Exercise goal:
Verbatim, and with nothing else, reproduce the data below from its first line through the line containing "levels while parsing".

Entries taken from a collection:
+===+

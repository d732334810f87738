// Dweve WitJSON - Typed JSON Marshaling Framework
//
// Copyright (c) 2025 Dweve IP B.V. and individual contributors.
//
// SPDX-License-Identifier: Apache-2.0
//
// Licensed under the Apache License, Version 2.0 (the "License");
// you may not use this file except in compliance with the License.
// You may obtain a copy of the License in the LICENSE file at the
// root of this repository or at: http://www.apache.org/licenses/LICENSE-2.0
//
// Unless required by applicable law or agreed to in writing, software
// distributed under the License is distributed on an "AS IS" BASIS,
// WITHOUT WARRANTIES OR CONDITIONS OF ANY KIND, either express or implied.
// See the License for the specific language governing permissions and
// limitations under the License.

//! JSON to WitJSON value conversion

use crate::error::JsonConversionError;
use serde_json::Value as JsonValue;
use tracing::debug;
use witjson_core::{Map, Value};

/// Default maximum nesting depth
///
/// serde_json refuses input nested deeper than 128 levels while parsing
/// text, so the default sits just below that.
pub const DEFAULT_MAX_DEPTH: usize = 100;

/// Default maximum array size
pub const DEFAULT_MAX_ARRAY_SIZE: usize = 10_000_000;

/// Default maximum string length in bytes (100 MB)
pub const DEFAULT_MAX_STRING_LENGTH: usize = 100 * 1024 * 1024;

/// Default maximum object size (number of keys)
pub const DEFAULT_MAX_OBJECT_SIZE: usize = 100_000;

/// Configuration for reading wire JSON
///
/// Every limit is optional; `None` disables it. The defaults are generous
/// enough for any realistic API payload while still bounding memory for
/// hostile input.
///
/// # Examples
///
/// ```rust
/// use witjson_json::FromJsonConfig;
///
/// let strict = FromJsonConfig::builder()
///     .max_depth(16)
///     .max_array_size(1_000)
///     .max_string_length(64 * 1024)
///     .max_object_size(256)
///     .build();
/// assert_eq!(strict.max_depth, Some(16));
///
/// let unlimited = FromJsonConfig::builder().unlimited().build();
/// assert_eq!(unlimited.max_array_size, None);
/// ```
#[derive(Debug, Clone, PartialEq, Eq)]
pub struct FromJsonConfig {
    /// Maximum nesting depth (default: 100)
    pub max_depth: Option<usize>,

    /// Maximum array size (default: 10,000,000)
    pub max_array_size: Option<usize>,

    /// Maximum string length in bytes (default: 100 MB)
    pub max_string_length: Option<usize>,

    /// Maximum object size (default: 100,000)
    pub max_object_size: Option<usize>,
}

impl Default for FromJsonConfig {
    fn default() -> Self {
        Self {
            max_depth: Some(DEFAULT_MAX_DEPTH),
            max_array_size: Some(DEFAULT_MAX_ARRAY_SIZE),
            max_string_length: Some(DEFAULT_MAX_STRING_LENGTH),
            max_object_size: Some(DEFAULT_MAX_OBJECT_SIZE),
        }
    }
}

impl FromJsonConfig {
    /// Create a new builder for configuring JSON import
    pub fn builder() -> FromJsonConfigBuilder {
        FromJsonConfigBuilder::default()
    }
}

/// Builder for `FromJsonConfig`
#[derive(Debug, Clone)]
pub struct FromJsonConfigBuilder {
    config: FromJsonConfig,
}

impl Default for FromJsonConfigBuilder {
    fn default() -> Self {
        Self {
            config: FromJsonConfig::default(),
        }
    }
}

impl FromJsonConfigBuilder {
    /// Set the maximum nesting depth
    pub fn max_depth(mut self, limit: usize) -> Self {
        self.config.max_depth = Some(limit);
        self
    }

    /// Set the maximum array size
    pub fn max_array_size(mut self, limit: usize) -> Self {
        self.config.max_array_size = Some(limit);
        self
    }

    /// Set the maximum string length in bytes
    pub fn max_string_length(mut self, limit: usize) -> Self {
        self.config.max_string_length = Some(limit);
        self
    }

    /// Set the maximum object size (number of keys)
    pub fn max_object_size(mut self, limit: usize) -> Self {
        self.config.max_object_size = Some(limit);
        self
    }

    /// Disable all limits (only for trusted input)
    pub fn unlimited(mut self) -> Self {
        self.config.max_depth = None;
        self.config.max_array_size = None;
        self.config.max_string_length = None;
        self.config.max_object_size = None;
        self
    }

    /// Build the configuration
    pub fn build(self) -> FromJsonConfig {
        self.config
    }
}

/// Parse JSON text into a [`Value`]
///
/// Any JSON value is accepted at the root, not only objects.
///
/// # Examples
///
/// ```rust
/// use witjson_json::{from_json, FromJsonConfig};
/// use witjson_core::Value;
///
/// let value = from_json(r#"{"age": 35}"#, &FromJsonConfig::default()).unwrap();
/// assert_eq!(value.get("age"), Some(&Value::Int(35)));
/// ```
pub fn from_json(json: &str, config: &FromJsonConfig) -> Result<Value, JsonConversionError> {
    let value: JsonValue = serde_json::from_str(json).map_err(|err| {
        debug!(error = %err, "failed to parse JSON text");
        JsonConversionError::from(err)
    })?;
    from_json_value(&value, config)
}

/// Parse JSON bytes into a [`Value`]
pub fn from_slice(json: &[u8], config: &FromJsonConfig) -> Result<Value, JsonConversionError> {
    let value: JsonValue = serde_json::from_slice(json).map_err(|err| {
        debug!(error = %err, "failed to parse JSON bytes");
        JsonConversionError::from(err)
    })?;
    from_json_value(&value, config)
}

/// Convert a `serde_json::Value` into a [`Value`], enforcing `config`
pub fn from_json_value(
    value: &JsonValue,
    config: &FromJsonConfig,
) -> Result<Value, JsonConversionError> {
    convert(value, config, 0).map_err(|err| {
        if err.is_limit() {
            debug!(error = %err, "JSON input exceeds configured limit");
        }
        err
    })
}

fn convert(
    value: &JsonValue,
    config: &FromJsonConfig,
    depth: usize,
) -> Result<Value, JsonConversionError> {
    if let Some(max_depth) = config.max_depth {
        if depth > max_depth {
            return Err(JsonConversionError::MaxDepthExceeded(max_depth));
        }
    }

    match value {
        JsonValue::Null => Ok(Value::Null),
        JsonValue::Bool(b) => Ok(Value::Bool(*b)),
        JsonValue::Number(n) => {
            if let Some(i) = n.as_i64() {
                Ok(Value::Int(i))
            } else if let Some(u) = n.as_u64() {
                debug!(value = u, "integer outside the signed 64-bit range");
                Err(JsonConversionError::IntegerOutOfRange(u))
            } else {
                Ok(Value::Float(n.as_f64().unwrap_or(f64::NAN)))
            }
        }
        JsonValue::String(s) => {
            check_string(s, config)?;
            Ok(Value::String(s.clone()))
        }
        JsonValue::Array(items) => {
            if let Some(max) = config.max_array_size {
                if items.len() > max {
                    return Err(JsonConversionError::MaxArraySizeExceeded(max, items.len()));
                }
            }
            let mut out = Vec::with_capacity(items.len());
            for item in items {
                out.push(convert(item, config, depth + 1)?);
            }
            Ok(Value::Array(out))
        }
        JsonValue::Object(members) => {
            if let Some(max) = config.max_object_size {
                if members.len() > max {
                    return Err(JsonConversionError::MaxObjectSizeExceeded(
                        max,
                        members.len(),
                    ));
                }
            }
            let mut out = Map::new();
            for (key, member) in members {
                check_string(key, config)?;
                out.insert(key.clone(), convert(member, config, depth + 1)?);
            }
            Ok(Value::Object(out))
        }
    }
}

fn check_string(s: &str, config: &FromJsonConfig) -> Result<(), JsonConversionError> {
    match config.max_string_length {
        Some(max) if s.len() > max => Err(JsonConversionError::MaxStringLengthExceeded(
            max,
            s.len(),
        )),
        _ => Ok(()),
    }
}
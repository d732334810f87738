// Dweve WitJSON - Typed JSON Marshaling Framework
//
// Copyright (c) 2025 Dweve IP B.V. and individual contributors.
//
// SPDX-License-Identifier: Apache-2.0
//
// Licensed under the Apache License, Version 2.0 (the "License");
// you may not use this file except in compliance with the License.
// You may obtain a copy of the License in the LICENSE file at the
// root of this repository or at: http://www.apache.org/licenses/LICENSE-2.0
//
// Unless required by applicable law or agreed to in writing, software
// distributed under the License is distributed on an "AS IS" BASIS,
// WITHOUT WARRANTIES OR CONDITIONS OF ANY KIND, either express or implied.
// See the License for the specific language governing permissions and
// limitations under the License.

//! Errors raised at the wire boundary.

use witjson_core::{DecodingError, EncodingError};

/// Errors that can occur converting between JSON text and WitJSON values
#[derive(Debug, Clone, thiserror::Error)]
pub enum JsonConversionError {
    /// JSON parsing failed
    #[error("JSON parse error: {0}")]
    ParseError(String),

    /// JSON serialization failed
    #[error("JSON serialization error: {0}")]
    SerializeError(String),

    /// A float with no JSON representation (NaN or infinity)
    #[error("Non-finite number {0} cannot be written as JSON")]
    NonFiniteFloat(f64),

    /// An integer outside the signed 64-bit range
    #[error("Integer {0} is outside the signed 64-bit range")]
    IntegerOutOfRange(u64),

    /// Maximum recursion depth exceeded
    #[error("Maximum recursion depth ({0}) exceeded - possible deeply nested structure")]
    MaxDepthExceeded(usize),

    /// Maximum array size exceeded
    #[error("Maximum array size ({0}) exceeded - array has {1} elements")]
    MaxArraySizeExceeded(usize, usize),

    /// Maximum string length exceeded
    #[error("Maximum string length ({0}) exceeded - string has {1} bytes")]
    MaxStringLengthExceeded(usize, usize),

    /// Maximum object size exceeded
    #[error("Maximum object size ({0}) exceeded - object has {1} keys")]
    MaxObjectSizeExceeded(usize, usize),

    /// The value tree did not match the requested type
    #[error(transparent)]
    Decoding(#[from] DecodingError),

    /// The native value could not be encoded
    #[error(transparent)]
    Encoding(#[from] EncodingError),
}

impl From<serde_json::Error> for JsonConversionError {
    fn from(err: serde_json::Error) -> Self {
        JsonConversionError::ParseError(err.to_string())
    }
}

impl JsonConversionError {
    /// Whether the error is one of the configured size limits.
    pub fn is_limit(&self) -> bool {
        matches!(
            self,
            Self::MaxDepthExceeded(_)
                | Self::MaxArraySizeExceeded(..)
                | Self::MaxStringLengthExceeded(..)
                | Self::MaxObjectSizeExceeded(..)
        )
    }
}
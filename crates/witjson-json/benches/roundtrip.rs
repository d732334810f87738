// Dweve WitJSON - Typed JSON Marshaling Framework
//
// Copyright (c) 2025 Dweve IP B.V. and individual contributors.
//
// SPDX-License-Identifier: Apache-2.0
//
// Licensed under the Apache License, Version 2.0 (the "License");
// you may not use this file except in compliance with the License.
// You may obtain a copy of the License in the LICENSE file at the
// root of this repository or at: http://www.apache.org/licenses/LICENSE-2.0
//
// Unless required by applicable law or agreed to in writing, software
// distributed under the License is distributed on an "AS IS" BASIS,
// WITHOUT WARRANTIES OR CONDITIONS OF ANY KIND, either express or implied.
// See the License for the specific language governing permissions and
// limitations under the License.

//! Encode/decode benchmarks over the parent/child fixtures.
//!
//! - wire text → Value
//! - Value → typed record
//! - typed record → wire text
//! - batches of records at several sizes

use criterion::{black_box, criterion_group, criterion_main, BenchmarkId, Criterion, Throughput};
use witjson_core::{decode_array, Decodable, Encodable, Value};
use witjson_json::{decode_str, encode_string, parse, to_json, ToJsonConfig};
use witjson_test::samples::PARENT_JSON;
use witjson_test::{parent, Parent};

const SIZES: [usize; 3] = [10, 100, 1_000];

fn batch_text(count: usize) -> String {
    let items: Vec<&str> = std::iter::repeat(PARENT_JSON).take(count).collect();
    format!("[{}]", items.join(","))
}

fn bench_single(c: &mut Criterion) {
    let mut group = c.benchmark_group("single");
    group.throughput(Throughput::Bytes(PARENT_JSON.len() as u64));

    group.bench_function("parse", |b| b.iter(|| parse(black_box(PARENT_JSON))));

    let value = parse(PARENT_JSON).unwrap();
    group.bench_function("decode", |b| {
        b.iter(|| Parent::from_json(black_box(&value)))
    });

    group.bench_function("decode_str", |b| {
        b.iter(|| decode_str::<Parent>(black_box(PARENT_JSON)))
    });

    let record = parent();
    group.bench_function("encode", |b| b.iter(|| black_box(&record).to_json()));
    group.bench_function("encode_string", |b| {
        b.iter(|| encode_string(black_box(&record)))
    });

    group.finish();
}

fn bench_batches(c: &mut Criterion) {
    let mut group = c.benchmark_group("batch");

    for size in SIZES {
        let text = batch_text(size);
        group.throughput(Throughput::Bytes(text.len() as u64));

        let value = parse(&text).unwrap();
        group.bench_with_input(BenchmarkId::new("decode", size), &value, |b, value| {
            b.iter(|| decode_array::<Parent>(black_box(value)))
        });

        let records: Vec<Parent> = decode_array(&value).unwrap();
        group.bench_with_input(BenchmarkId::new("encode", size), &records, |b, records| {
            b.iter(|| -> Option<String> {
                let tree: Value = black_box(records).to_json().ok()?;
                to_json(&tree, &ToJsonConfig::default()).ok()
            })
        });
    }

    group.finish();
}

criterion_group!(benches, bench_single, bench_batches);
criterion_main!(benches);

+===+

Reply:
repository d732334810f87738
// Dweve WitJSON - Typed JSON Marshaling Framework
//
// Copyright (c) 2025 Dweve IP B.V. and individual contributors.
//
// SPDX-License-Identifier: Apache-2.0
//
// Licensed under the Apache License, Version 2.0 (the "License");
// you may not use this file except in compliance with the License.
// You may obtain a copy of the License in the LICENSE file at the
// root of this repository or at: http://www.apache.org/licenses/LICENSE-2.0
//
// Unless required by applicable law or agreed to in writing, software
// distributed under the License is distributed on an "AS IS" BASIS,
// WITHOUT WARRANTIES OR CONDITIONS OF ANY KIND, either express or implied.
// See the License for the specific language governing permissions and
// limitations under the License.

//! JSON to WitJSON value conversion

use crate::error::JsonConversionError;
use serde_json::Value as JsonValue;
use tracing::debug;
use witjson_core::{Map, Value};

/// Default maximum nesting depth
///
/// serde_json refuses input nested deeper than 128 levels while parsing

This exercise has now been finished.